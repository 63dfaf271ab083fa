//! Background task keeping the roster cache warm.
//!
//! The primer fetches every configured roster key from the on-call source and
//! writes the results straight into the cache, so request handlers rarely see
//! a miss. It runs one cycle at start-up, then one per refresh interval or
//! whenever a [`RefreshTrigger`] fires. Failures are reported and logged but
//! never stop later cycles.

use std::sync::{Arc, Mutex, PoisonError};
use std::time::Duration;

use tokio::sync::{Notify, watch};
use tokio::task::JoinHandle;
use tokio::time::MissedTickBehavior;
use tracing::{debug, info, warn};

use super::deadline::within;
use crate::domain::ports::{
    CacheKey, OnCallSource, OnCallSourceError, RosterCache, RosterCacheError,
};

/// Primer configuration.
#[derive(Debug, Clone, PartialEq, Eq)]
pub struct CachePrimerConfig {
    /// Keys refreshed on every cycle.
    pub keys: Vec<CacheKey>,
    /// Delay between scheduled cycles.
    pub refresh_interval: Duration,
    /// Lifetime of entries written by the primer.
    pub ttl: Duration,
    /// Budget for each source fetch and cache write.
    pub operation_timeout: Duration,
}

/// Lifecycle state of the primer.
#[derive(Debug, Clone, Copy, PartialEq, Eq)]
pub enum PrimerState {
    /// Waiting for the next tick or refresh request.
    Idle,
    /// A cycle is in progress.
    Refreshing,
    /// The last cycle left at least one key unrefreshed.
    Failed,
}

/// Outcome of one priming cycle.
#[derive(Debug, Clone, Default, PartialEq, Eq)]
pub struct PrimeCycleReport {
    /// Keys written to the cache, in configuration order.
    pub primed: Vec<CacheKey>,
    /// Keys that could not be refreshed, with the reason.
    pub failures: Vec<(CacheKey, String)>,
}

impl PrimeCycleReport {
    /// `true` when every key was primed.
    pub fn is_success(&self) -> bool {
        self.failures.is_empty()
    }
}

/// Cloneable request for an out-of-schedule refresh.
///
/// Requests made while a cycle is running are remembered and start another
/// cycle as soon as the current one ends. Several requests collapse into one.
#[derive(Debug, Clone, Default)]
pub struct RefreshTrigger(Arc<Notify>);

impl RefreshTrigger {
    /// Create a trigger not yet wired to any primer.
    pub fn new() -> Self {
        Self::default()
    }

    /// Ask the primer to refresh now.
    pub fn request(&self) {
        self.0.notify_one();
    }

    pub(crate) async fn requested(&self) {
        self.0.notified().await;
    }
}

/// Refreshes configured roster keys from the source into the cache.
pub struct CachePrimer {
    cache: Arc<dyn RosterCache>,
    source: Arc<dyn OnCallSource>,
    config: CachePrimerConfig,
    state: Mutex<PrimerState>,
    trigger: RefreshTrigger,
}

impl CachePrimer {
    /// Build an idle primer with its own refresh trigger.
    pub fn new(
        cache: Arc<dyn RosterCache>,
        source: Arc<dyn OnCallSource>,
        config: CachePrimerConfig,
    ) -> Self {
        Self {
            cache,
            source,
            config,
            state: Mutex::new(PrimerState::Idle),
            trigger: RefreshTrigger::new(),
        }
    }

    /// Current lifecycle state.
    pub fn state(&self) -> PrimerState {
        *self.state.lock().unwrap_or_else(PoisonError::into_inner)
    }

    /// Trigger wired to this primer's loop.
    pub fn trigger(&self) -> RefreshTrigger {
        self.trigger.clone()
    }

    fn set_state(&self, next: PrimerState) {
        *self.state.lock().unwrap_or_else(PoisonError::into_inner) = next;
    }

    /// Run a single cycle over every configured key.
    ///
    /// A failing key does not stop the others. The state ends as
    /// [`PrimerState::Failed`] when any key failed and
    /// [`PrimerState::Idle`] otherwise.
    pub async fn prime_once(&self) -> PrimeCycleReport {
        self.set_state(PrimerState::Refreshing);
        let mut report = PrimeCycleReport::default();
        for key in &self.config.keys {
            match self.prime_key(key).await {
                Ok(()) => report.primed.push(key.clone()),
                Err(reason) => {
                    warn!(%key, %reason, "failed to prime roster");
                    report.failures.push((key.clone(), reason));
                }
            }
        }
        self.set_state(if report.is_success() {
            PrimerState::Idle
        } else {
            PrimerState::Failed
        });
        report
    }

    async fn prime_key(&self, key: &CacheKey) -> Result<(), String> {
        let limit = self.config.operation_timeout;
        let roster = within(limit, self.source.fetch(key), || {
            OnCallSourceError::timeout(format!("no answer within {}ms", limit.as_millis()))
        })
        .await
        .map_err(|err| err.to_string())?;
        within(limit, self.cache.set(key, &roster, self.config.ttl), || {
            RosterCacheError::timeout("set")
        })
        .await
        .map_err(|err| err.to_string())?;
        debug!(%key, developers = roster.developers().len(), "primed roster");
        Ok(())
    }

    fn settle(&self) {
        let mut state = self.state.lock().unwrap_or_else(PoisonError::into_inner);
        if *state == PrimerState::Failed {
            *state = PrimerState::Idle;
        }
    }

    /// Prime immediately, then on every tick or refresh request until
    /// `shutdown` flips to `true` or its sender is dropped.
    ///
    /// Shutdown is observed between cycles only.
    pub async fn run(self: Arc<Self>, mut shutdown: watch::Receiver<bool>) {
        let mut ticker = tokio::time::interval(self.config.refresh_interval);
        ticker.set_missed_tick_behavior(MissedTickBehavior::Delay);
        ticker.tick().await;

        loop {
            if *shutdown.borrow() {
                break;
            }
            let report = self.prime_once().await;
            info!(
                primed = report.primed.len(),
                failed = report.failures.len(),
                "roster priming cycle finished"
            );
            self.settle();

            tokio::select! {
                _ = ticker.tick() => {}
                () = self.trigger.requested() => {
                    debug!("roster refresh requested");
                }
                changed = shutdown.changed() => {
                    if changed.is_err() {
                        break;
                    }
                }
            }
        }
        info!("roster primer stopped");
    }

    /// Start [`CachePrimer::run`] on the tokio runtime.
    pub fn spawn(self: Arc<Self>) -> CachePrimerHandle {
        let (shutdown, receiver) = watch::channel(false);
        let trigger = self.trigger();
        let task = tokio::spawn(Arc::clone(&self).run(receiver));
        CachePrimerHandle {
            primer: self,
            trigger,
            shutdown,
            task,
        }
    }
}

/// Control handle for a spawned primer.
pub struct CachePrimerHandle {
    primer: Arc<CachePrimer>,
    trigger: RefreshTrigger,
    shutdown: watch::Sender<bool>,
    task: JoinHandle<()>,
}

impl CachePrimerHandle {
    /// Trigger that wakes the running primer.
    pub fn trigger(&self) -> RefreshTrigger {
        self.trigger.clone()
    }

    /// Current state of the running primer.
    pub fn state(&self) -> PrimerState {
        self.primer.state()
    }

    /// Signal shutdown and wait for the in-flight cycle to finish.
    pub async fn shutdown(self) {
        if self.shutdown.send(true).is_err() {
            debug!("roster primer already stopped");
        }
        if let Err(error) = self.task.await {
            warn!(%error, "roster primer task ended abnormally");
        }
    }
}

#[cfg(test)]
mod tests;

^^^^^^^^

### Task item
Set down the whole of the material, exactly.

### Your response
repository 63dfaf271ab083fa
//! Background task keeping the roster cache warm.
//!
//! The primer fetches every configured roster key from the on-call source and
//! writes the results straight into the cache, so request handlers rarely see
//! a miss. It runs one cycle at start-up, then one per refresh interval or
//! whenever a [`RefreshTrigger`] fires. Failures are reported and logged but
//! never stop later cycles.

use std::sync::{Arc, Mutex, PoisonError};
use std::time::Duration;

use tokio::sync::{Notify, watch};
use tokio::task::JoinHandle;
use tokio::time::MissedTickBehavior;
use tracing::{debug, info, warn};

use super::deadline::within;
use crate::domain::ports::{
    CacheKey, OnCallSource, OnCallSourceError, RosterCache, RosterCacheError,
};

/// Primer configuration.
#[derive(Debug, Clone, PartialEq, Eq)]
pub struct CachePrimerConfig {
    /// Keys refreshed on every cycle.
    pub keys: Vec<CacheKey>,
    /// Delay between scheduled cycles.
    pub refresh_interval: Duration,
    /// Lifetime of entries written by the primer.
    pub ttl: Duration,
    /// Budget for each source fetch and cache write.
    pub operation_timeout: Duration,
}

/// Lifecycle state of the primer.
#[derive(Debug, Clone, Copy, PartialEq, Eq)]
pub enum PrimerState {
    /// Waiting for the next tick or refresh request.
    Idle,
    /// A cycle is in progress.
    Refreshing,
    /// The last cycle left at least one key unrefreshed.
    Failed,
}

/// Outcome of one priming cycle.
#[derive(Debug, Clone, Default, PartialEq, Eq)]
pub struct PrimeCycleReport {
    /// Keys written to the cache, in configuration order.
    pub primed: Vec<CacheKey>,
    /// Keys that could not be refreshed, with the reason.
    pub failures: Vec<(CacheKey, String)>,
}

impl PrimeCycleReport {
    /// `true` when every key was primed.
    pub fn is_success(&self) -> bool {
        self.failures.is_empty()
    }
}

/// Cloneable request for an out-of-schedule refresh.
///
/// Requests made while a cycle is running are remembered and start another
/// cycle as soon as the current one ends. Several requests collapse into one.
#[derive(Debug, Clone, Default)]
pub struct RefreshTrigger(Arc<Notify>);

impl RefreshTrigger {
    /// Create a trigger not yet wired to any primer.
    pub fn new() -> Self {
        Self::default()
    }

    /// Ask the primer to refresh now.
    pub fn request(&self) {
        self.0.notify_one();
    }

    pub(crate) async fn requested(&self) {
        self.0.notified().await;
    }
}

/// Refreshes configured roster keys from the source into the cache.
pub struct CachePrimer {
    cache: Arc<dyn RosterCache>,
    source: Arc<dyn OnCallSource>,
    config: CachePrimerConfig,
    state: Mutex<PrimerState>,
    trigger: RefreshTrigger,
}

impl CachePrimer {
    /// Build an idle primer with its own refresh trigger.
    pub fn new(
        cache: Arc<dyn RosterCache>,
        source: Arc<dyn OnCallSource>,
        config: CachePrimerConfig,
    ) -> Self {
        Self {
            cache,
            source,
            config,
            state: Mutex::new(PrimerState::Idle),
            trigger: RefreshTrigger::new(),
        }
    }

    /// Current lifecycle state.
    pub fn state(&self) -> PrimerState {
        *self.state.lock().unwrap_or_else(PoisonError::into_inner)
    }

    /// Trigger wired to this primer's loop.
    pub fn trigger(&self) -> RefreshTrigger {
        self.trigger.clone()
    }

    fn set_state(&self, next: PrimerState) {
        *self.state.lock().unwrap_or_else(PoisonError::into_inner) = next;
    }

    /// Run a single cycle over every configured key.
    ///
    /// A failing key does not stop the others. The state ends as
    /// [`PrimerState::Failed`] when any key failed and
    /// [`PrimerState::Idle`] otherwise.
    pub async fn prime_once(&self) -> PrimeCycleReport {
        self.set_state(PrimerState::Refreshing);
        let mut report = PrimeCycleReport::default();
        for key in &self.config.keys {
            match self.prime_key(key).await {
                Ok(()) => report.primed.push(key.clone()),
                Err(reason) => {
                    warn!(%key, %reason, "failed to prime roster");
                    report.failures.push((key.clone(), reason));
                }
            }
        }
        self.set_state(if report.is_success() {
            PrimerState::Idle
        } else {
            PrimerState::Failed
        });
        report
    }

    async fn prime_key(&self, key: &CacheKey) -> Result<(), String> {
        let limit = self.config.operation_timeout;
        let roster = within(limit, self.source.fetch(key), || {
            OnCallSourceError::timeout(format!("no answer within {}ms", limit.as_millis()))
        })
        .await
        .map_err(|err| err.to_string())?;
        within(limit, self.cache.set(key, &roster, self.config.ttl), || {
            RosterCacheError::timeout("set")
        })
        .await
        .map_err(|err| err.to_string())?;
        debug!(%key, developers = roster.developers().len(), "primed roster");
        Ok(())
    }

    fn settle(&self) {
        let mut state = self.state.lock().unwrap_or_else(PoisonError::into_inner);
        if *state == PrimerState::Failed {
            *state = PrimerState::Idle;
        }
    }

    /// Prime immediately, then on every tick or refresh request until
    /// `shutdown` flips to `true` or its sender is dropped.
    ///
    /// Shutdown is observed between cycles only.
    pub async fn run(self: Arc<Self>, mut shutdown: watch::Receiver<bool>) {
        let mut ticker = tokio::time::interval(self.config.refresh_interval);
        ticker.set_missed_tick_behavior(MissedTickBehavior::Delay);
        ticker.tick().await;

        loop {
            if *shutdown.borrow() {
                break;
            }
            let report = self.prime_once().await;
            info!(
                primed = report.primed.len(),
                failed = report.failures.len(),
                "roster priming cycle finished"
            );
            self.settle();

            tokio::select! {
                _ = ticker.tick() => {}
                () = self.trigger.requested() => {
                    debug!("roster refresh requested");
                }
                changed = shutdown.changed() => {
                    if changed.is_err() {
                        break;
                    }
                }
            }
        }
        info!("roster primer stopped");
    }

    /// Start [`CachePrimer::run`] on the tokio runtime.
    pub fn spawn(self: Arc<Self>) -> CachePrimerHandle {
        let (shutdown, receiver) = watch::channel(false);
        let trigger = self.trigger();
        let task = tokio::spawn(Arc::clone(&self).run(receiver));
        CachePrimerHandle {
            primer: self,
            trigger,
            shutdown,
            task,
        }
    }
}

/// Control handle for a spawned primer.
pub struct CachePrimerHandle {
    primer: Arc<CachePrimer>,
    trigger: RefreshTrigger,
    shutdown: watch::Sender<bool>,
    task: JoinHandle<()>,
}

impl CachePrimerHandle {
    /// Trigger that wakes the running primer.
    pub fn trigger(&self) -> RefreshTrigger {
        self.trigger.clone()
    }

    /// Current state of the running primer.
    pub fn state(&self) -> PrimerState {
        self.primer.state()
    }

    /// Signal shutdown and wait for the in-flight cycle to finish.
    pub async fn shutdown(self) {
        if self.shutdown.send(true).is_err() {
            debug!("roster primer already stopped");
        }
        if let Err(error) = self.task.await {
            warn!(%error, "roster primer task ended abnormally");
        }
    }
}

#[cfg(test)]
mod tests;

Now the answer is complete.